BEGIN
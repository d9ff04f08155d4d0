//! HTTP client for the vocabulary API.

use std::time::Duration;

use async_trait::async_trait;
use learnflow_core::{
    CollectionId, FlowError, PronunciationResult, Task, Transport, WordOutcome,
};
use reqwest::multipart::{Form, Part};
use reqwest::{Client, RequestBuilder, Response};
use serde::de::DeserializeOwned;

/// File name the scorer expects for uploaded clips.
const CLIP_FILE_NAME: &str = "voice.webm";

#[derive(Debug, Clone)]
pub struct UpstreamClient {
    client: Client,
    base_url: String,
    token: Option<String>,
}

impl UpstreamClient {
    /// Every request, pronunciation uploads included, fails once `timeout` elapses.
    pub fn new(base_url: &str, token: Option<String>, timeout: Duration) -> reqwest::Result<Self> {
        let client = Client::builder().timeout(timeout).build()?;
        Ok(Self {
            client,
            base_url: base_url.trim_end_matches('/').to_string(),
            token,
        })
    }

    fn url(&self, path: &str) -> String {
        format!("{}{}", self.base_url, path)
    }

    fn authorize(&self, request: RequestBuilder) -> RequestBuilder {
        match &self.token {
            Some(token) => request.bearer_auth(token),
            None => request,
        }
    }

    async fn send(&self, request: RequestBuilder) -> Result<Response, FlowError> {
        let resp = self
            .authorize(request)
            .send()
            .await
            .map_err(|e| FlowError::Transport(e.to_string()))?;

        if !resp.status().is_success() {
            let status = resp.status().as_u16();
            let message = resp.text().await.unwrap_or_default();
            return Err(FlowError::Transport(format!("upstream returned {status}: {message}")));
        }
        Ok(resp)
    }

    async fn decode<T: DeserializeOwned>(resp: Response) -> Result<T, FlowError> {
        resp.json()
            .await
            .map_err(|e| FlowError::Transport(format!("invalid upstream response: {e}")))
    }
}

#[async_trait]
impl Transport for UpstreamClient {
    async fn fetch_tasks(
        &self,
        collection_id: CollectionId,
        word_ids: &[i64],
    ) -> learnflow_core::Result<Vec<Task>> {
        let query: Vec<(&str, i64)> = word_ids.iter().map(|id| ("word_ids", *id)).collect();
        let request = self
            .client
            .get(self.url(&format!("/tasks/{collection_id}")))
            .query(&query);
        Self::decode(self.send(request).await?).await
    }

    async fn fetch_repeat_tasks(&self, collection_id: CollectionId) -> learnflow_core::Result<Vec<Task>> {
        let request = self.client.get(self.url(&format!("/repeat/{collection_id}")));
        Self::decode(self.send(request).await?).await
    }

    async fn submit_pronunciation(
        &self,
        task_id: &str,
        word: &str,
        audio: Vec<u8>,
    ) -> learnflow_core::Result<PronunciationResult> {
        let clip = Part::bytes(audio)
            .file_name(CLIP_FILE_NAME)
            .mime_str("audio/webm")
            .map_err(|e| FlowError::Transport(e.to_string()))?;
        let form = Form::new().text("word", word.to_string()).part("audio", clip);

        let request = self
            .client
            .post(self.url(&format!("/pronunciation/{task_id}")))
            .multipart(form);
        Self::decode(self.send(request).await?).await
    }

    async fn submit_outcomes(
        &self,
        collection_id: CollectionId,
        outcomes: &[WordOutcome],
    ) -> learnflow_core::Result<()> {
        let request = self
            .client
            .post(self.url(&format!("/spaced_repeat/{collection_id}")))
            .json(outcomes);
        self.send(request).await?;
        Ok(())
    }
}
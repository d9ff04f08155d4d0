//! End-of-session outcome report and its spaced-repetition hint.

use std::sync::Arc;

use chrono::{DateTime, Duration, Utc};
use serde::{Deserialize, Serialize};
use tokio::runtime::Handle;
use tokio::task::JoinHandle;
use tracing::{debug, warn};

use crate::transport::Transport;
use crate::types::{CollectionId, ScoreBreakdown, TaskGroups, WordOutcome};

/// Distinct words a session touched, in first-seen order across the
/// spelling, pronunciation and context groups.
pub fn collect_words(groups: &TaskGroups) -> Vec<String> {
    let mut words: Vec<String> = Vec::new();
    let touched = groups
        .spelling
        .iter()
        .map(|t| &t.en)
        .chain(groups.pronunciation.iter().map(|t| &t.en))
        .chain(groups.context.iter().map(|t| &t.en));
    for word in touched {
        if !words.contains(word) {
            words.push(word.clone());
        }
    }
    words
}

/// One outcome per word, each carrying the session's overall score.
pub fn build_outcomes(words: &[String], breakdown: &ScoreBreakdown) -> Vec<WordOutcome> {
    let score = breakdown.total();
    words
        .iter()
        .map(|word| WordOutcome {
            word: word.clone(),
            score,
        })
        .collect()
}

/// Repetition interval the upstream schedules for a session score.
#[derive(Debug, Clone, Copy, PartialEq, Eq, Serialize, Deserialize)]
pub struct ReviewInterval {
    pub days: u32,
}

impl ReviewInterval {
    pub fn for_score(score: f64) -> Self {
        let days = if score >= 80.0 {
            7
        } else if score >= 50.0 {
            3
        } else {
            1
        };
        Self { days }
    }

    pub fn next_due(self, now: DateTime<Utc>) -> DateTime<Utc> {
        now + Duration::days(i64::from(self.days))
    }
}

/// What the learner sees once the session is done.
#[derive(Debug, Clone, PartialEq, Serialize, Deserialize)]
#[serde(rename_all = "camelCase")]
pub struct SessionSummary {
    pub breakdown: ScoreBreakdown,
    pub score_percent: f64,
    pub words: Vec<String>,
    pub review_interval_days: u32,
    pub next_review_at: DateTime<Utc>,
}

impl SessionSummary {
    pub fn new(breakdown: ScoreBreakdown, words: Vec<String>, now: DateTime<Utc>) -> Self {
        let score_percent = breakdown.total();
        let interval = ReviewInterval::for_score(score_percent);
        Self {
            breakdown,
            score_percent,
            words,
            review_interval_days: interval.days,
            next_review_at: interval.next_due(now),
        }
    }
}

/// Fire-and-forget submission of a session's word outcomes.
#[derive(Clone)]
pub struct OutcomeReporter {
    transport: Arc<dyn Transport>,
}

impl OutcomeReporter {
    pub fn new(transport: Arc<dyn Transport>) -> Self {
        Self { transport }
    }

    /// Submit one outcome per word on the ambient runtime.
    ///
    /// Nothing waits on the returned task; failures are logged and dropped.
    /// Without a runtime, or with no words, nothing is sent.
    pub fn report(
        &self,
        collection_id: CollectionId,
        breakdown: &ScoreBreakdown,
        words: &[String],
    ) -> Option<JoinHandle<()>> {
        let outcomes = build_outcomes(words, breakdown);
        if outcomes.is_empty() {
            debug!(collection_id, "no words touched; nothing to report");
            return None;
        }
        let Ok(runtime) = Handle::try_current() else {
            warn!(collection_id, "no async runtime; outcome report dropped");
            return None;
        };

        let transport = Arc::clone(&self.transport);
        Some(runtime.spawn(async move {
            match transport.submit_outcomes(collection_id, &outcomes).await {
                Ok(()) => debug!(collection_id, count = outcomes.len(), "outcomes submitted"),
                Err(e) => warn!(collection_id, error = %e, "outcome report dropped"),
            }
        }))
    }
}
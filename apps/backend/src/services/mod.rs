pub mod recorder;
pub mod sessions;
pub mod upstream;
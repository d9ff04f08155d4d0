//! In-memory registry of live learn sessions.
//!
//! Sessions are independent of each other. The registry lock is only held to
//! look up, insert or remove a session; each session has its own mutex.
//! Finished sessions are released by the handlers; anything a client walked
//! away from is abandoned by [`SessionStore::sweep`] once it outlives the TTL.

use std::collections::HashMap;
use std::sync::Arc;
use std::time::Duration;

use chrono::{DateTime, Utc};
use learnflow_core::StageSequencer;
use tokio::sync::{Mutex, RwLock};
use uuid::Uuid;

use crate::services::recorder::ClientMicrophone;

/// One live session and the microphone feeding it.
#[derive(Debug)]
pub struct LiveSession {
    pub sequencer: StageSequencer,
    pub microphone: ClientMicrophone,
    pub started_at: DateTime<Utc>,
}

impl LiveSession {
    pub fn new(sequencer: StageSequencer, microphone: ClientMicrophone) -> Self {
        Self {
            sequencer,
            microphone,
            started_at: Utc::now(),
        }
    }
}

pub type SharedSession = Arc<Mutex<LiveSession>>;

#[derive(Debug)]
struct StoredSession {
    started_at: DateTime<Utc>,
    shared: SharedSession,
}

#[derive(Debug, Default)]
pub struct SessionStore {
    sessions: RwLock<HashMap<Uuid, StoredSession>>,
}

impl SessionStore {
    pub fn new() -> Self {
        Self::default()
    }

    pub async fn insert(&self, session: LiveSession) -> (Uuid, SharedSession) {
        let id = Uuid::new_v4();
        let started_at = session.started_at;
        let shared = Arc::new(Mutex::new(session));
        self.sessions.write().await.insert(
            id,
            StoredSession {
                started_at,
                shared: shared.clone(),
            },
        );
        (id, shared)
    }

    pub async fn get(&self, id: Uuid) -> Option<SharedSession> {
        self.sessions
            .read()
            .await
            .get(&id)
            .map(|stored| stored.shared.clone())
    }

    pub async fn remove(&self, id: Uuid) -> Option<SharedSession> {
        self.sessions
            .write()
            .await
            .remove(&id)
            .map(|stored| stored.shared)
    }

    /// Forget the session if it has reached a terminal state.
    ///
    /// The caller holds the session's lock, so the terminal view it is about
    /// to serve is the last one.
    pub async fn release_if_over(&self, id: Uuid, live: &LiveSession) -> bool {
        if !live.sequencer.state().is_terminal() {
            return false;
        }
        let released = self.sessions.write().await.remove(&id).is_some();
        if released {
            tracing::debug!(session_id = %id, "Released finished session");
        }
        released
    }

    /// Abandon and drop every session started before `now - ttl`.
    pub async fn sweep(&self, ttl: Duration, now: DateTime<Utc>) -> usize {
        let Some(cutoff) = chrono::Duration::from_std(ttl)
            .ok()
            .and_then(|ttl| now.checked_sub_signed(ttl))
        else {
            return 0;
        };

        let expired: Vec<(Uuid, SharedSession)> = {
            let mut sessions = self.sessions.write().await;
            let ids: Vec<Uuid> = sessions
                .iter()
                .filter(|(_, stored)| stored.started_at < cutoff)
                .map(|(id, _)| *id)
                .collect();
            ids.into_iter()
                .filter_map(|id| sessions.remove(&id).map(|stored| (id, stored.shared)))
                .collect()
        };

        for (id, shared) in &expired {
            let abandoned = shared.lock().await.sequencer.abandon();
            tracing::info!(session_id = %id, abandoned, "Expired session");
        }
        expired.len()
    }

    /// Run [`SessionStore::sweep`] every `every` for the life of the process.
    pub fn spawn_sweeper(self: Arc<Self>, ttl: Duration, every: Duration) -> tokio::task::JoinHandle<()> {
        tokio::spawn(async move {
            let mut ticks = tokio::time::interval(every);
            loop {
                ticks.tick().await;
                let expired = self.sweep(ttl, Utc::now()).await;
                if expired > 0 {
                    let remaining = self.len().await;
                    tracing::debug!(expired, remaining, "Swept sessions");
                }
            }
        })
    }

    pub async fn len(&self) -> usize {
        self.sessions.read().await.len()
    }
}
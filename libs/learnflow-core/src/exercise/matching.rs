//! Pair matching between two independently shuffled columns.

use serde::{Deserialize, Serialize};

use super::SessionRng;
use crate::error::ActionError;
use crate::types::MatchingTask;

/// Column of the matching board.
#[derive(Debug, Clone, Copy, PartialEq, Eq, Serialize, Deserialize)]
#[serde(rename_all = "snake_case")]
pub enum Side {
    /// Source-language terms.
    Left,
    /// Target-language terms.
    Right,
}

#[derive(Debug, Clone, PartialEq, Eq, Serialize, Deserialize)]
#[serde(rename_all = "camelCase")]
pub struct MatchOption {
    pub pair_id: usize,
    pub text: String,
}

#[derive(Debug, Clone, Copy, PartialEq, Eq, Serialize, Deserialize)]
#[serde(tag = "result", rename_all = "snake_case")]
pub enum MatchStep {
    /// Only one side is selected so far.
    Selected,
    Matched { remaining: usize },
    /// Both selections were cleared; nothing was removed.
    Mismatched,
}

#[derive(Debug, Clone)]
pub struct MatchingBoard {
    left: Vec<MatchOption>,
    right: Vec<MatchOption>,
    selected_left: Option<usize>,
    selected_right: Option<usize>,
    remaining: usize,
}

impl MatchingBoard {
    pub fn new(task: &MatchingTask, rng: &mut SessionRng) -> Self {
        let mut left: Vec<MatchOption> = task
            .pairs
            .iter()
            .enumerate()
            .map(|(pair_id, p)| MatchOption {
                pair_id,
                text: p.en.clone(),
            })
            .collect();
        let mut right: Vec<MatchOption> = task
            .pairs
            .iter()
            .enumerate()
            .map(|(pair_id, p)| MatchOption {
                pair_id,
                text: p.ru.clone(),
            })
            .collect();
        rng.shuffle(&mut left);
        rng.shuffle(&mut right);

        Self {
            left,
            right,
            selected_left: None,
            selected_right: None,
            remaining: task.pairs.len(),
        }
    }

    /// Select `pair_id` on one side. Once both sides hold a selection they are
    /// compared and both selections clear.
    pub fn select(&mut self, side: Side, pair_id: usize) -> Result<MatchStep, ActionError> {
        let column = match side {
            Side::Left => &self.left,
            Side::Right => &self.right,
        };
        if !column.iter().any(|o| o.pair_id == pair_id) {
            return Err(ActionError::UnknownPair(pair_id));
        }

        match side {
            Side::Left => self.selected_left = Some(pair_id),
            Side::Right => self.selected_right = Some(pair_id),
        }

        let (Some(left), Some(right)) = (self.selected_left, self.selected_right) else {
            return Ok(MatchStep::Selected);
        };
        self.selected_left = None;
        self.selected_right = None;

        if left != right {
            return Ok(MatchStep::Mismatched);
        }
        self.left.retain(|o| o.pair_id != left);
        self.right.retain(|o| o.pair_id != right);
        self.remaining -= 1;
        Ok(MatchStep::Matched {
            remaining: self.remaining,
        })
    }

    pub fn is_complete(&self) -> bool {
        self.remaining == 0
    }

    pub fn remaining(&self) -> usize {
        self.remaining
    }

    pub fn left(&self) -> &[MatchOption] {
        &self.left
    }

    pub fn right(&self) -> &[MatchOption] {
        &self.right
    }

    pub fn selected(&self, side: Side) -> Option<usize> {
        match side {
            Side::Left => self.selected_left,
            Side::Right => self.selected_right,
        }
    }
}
END
▶ [WHAT THE TASK ASKS]
Report how many lines of the records above contain the word "spelling", and give only that number.

▶ [RESPONSE FOR THIS EXERCISE]
2